**EXERCISE DESCRIPTION**
Nothing in the listing should be dropped or altered when it is copied.

**DATA EXTRACTS**
^^^^^^^^
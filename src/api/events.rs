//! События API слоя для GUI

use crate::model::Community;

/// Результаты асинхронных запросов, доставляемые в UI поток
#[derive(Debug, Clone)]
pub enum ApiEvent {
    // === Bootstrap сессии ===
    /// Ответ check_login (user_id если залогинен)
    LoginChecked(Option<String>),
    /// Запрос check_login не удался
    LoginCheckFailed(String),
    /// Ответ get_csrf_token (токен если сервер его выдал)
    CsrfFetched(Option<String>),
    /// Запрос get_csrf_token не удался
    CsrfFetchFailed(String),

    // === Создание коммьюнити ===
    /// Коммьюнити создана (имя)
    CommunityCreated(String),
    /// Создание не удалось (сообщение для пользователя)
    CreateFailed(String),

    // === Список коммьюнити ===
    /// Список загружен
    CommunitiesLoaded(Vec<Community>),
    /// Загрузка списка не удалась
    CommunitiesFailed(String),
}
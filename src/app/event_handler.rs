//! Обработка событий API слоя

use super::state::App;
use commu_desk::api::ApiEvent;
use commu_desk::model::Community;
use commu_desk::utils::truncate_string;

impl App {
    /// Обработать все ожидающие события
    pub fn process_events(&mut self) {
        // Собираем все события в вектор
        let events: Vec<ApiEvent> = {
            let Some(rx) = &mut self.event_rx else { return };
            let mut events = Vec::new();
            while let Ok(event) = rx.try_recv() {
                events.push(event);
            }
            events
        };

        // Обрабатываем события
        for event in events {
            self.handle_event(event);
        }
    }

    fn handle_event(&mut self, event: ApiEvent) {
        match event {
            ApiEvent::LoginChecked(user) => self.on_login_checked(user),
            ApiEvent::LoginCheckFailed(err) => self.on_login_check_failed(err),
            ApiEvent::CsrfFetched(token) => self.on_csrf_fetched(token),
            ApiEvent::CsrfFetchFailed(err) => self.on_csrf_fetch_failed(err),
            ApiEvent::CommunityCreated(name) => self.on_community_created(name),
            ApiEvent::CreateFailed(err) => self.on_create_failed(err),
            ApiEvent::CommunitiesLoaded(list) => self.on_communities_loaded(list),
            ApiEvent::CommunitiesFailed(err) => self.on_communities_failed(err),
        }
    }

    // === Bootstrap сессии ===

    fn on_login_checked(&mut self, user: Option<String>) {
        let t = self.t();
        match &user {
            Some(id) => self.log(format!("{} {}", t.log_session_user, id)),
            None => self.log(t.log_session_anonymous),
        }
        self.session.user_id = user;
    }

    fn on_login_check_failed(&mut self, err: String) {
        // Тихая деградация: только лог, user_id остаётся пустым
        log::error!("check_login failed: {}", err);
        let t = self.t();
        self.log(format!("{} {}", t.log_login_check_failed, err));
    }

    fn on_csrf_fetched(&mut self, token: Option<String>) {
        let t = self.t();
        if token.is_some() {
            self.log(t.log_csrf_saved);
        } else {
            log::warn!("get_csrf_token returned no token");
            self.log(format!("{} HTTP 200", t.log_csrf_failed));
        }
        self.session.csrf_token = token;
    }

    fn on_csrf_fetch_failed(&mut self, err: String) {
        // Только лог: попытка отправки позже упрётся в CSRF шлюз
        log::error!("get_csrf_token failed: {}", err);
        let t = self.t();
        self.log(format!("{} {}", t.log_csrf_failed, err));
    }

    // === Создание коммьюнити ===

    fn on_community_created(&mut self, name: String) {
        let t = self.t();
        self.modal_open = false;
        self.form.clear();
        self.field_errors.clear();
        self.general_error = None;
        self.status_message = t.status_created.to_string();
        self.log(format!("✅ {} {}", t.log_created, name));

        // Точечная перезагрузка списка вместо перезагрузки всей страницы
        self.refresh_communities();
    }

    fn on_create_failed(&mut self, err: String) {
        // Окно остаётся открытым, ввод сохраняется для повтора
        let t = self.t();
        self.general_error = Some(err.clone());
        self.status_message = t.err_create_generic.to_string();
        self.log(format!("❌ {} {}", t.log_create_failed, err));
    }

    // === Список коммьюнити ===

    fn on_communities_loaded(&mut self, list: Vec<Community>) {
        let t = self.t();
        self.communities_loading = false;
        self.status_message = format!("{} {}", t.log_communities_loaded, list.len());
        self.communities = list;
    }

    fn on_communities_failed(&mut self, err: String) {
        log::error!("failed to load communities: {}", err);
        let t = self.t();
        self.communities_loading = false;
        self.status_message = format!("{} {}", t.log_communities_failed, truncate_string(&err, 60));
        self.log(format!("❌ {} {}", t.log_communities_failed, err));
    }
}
^^^^^^^^
**TASK SOLUTION**
filename src/api/events.rs
//! События API слоя для GUI

use crate::model::Community;

/// Результаты асинхронных запросов, доставляемые в UI поток
#[derive(Debug, Clone)]
pub enum ApiEvent {
    // === Bootstrap сессии ===
    /// Ответ check_login (user_id если залогинен)
    LoginChecked(Option<String>),
    /// Запрос check_login не удался
    LoginCheckFailed(String),
    /// Ответ get_csrf_token (токен если сервер его выдал)
    CsrfFetched(Option<String>),
    /// Запрос get_csrf_token не удался
    CsrfFetchFailed(String),

    // === Создание коммьюнити ===
    /// Коммьюнити создана (имя)
    CommunityCreated(String),
    /// Создание не удалось (сообщение для пользователя)
    CreateFailed(String),

    // === Список коммьюнити ===
    /// Список загружен
    CommunitiesLoaded(Vec<Community>),
    /// Загрузка списка не удалась
    CommunitiesFailed(String),
}
filename src/app/event_handler.rs
//! Обработка событий API слоя

use super::state::App;
use commu_desk::api::ApiEvent;
use commu_desk::model::Community;
use commu_desk::utils::truncate_string;

impl App {
    /// Обработать все ожидающие события
    pub fn process_events(&mut self) {
        // Собираем все события в вектор
        let events: Vec<ApiEvent> = {
            let Some(rx) = &mut self.event_rx else { return };
            let mut events = Vec::new();
            while let Ok(event) = rx.try_recv() {
                events.push(event);
            }
            events
        };

        // Обрабатываем события
        for event in events {
            self.handle_event(event);
        }
    }

    fn handle_event(&mut self, event: ApiEvent) {
        match event {
            ApiEvent::LoginChecked(user) => self.on_login_checked(user),
            ApiEvent::LoginCheckFailed(err) => self.on_login_check_failed(err),
            ApiEvent::CsrfFetched(token) => self.on_csrf_fetched(token),
            ApiEvent::CsrfFetchFailed(err) => self.on_csrf_fetch_failed(err),
            ApiEvent::CommunityCreated(name) => self.on_community_created(name),
            ApiEvent::CreateFailed(err) => self.on_create_failed(err),
            ApiEvent::CommunitiesLoaded(list) => self.on_communities_loaded(list),
            ApiEvent::CommunitiesFailed(err) => self.on_communities_failed(err),
        }
    }

    // === Bootstrap сессии ===

    fn on_login_checked(&mut self, user: Option<String>) {
        let t = self.t();
        match &user {
            Some(id) => self.log(format!("{} {}", t.log_session_user, id)),
            None => self.log(t.log_session_anonymous),
        }
        self.session.user_id = user;
    }

    fn on_login_check_failed(&mut self, err: String) {
        // Тихая деградация: только лог, user_id остаётся пустым
        log::error!("check_login failed: {}", err);
        let t = self.t();
        self.log(format!("{} {}", t.log_login_check_failed, err));
    }

    fn on_csrf_fetched(&mut self, token: Option<String>) {
        let t = self.t();
        if token.is_some() {
            self.log(t.log_csrf_saved);
        } else {
            log::warn!("get_csrf_token returned no token");
            self.log(format!("{} HTTP 200", t.log_csrf_failed));
        }
        self.session.csrf_token = token;
    }

    fn on_csrf_fetch_failed(&mut self, err: String) {
        // Только лог: попытка отправки позже упрётся в CSRF шлюз
        log::error!("get_csrf_token failed: {}", err);
        let t = self.t();
        self.log(format!("{} {}", t.log_csrf_failed, err));
    }

    // === Создание коммьюнити ===

    fn on_community_created(&mut self, name: String) {
        let t = self.t();
        self.modal_open = false;
        self.form.clear();
        self.field_errors.clear();
        self.general_error = None;
        self.status_message = t.status_created.to_string();
        self.log(format!("✅ {} {}", t.log_created, name));

        // Точечная перезагрузка списка вместо перезагрузки всей страницы
        self.refresh_communities();
    }

    fn on_create_failed(&mut self, err: String) {
        // Окно остаётся открытым, ввод сохраняется для повтора
        let t = self.t();
        self.general_error = Some(err.clone());
        self.status_message = t.err_create_generic.to_string();
        self.log(format!("❌ {} {}", t.log_create_failed, err));
    }

    // === Список коммьюнити ===

    fn on_communities_loaded(&mut self, list: Vec<Community>) {
        let t = self.t();
        self.communities_loading = false;
        self.status_message = format!("{} {}", t.log_communities_loaded, list.len());
        self.communities = list;
    }

    fn on_communities_failed(&mut self, err: String) {
        log::error!("failed to load communities: {}", err);
        let t = self.t();
        self.communities_loading = false;
        self.status_message = format!("{} {}", t.log_communities_failed, truncate_string(&err, 60));
        self.log(format!("❌ {} {}", t.log_communities_failed, err));
    }
}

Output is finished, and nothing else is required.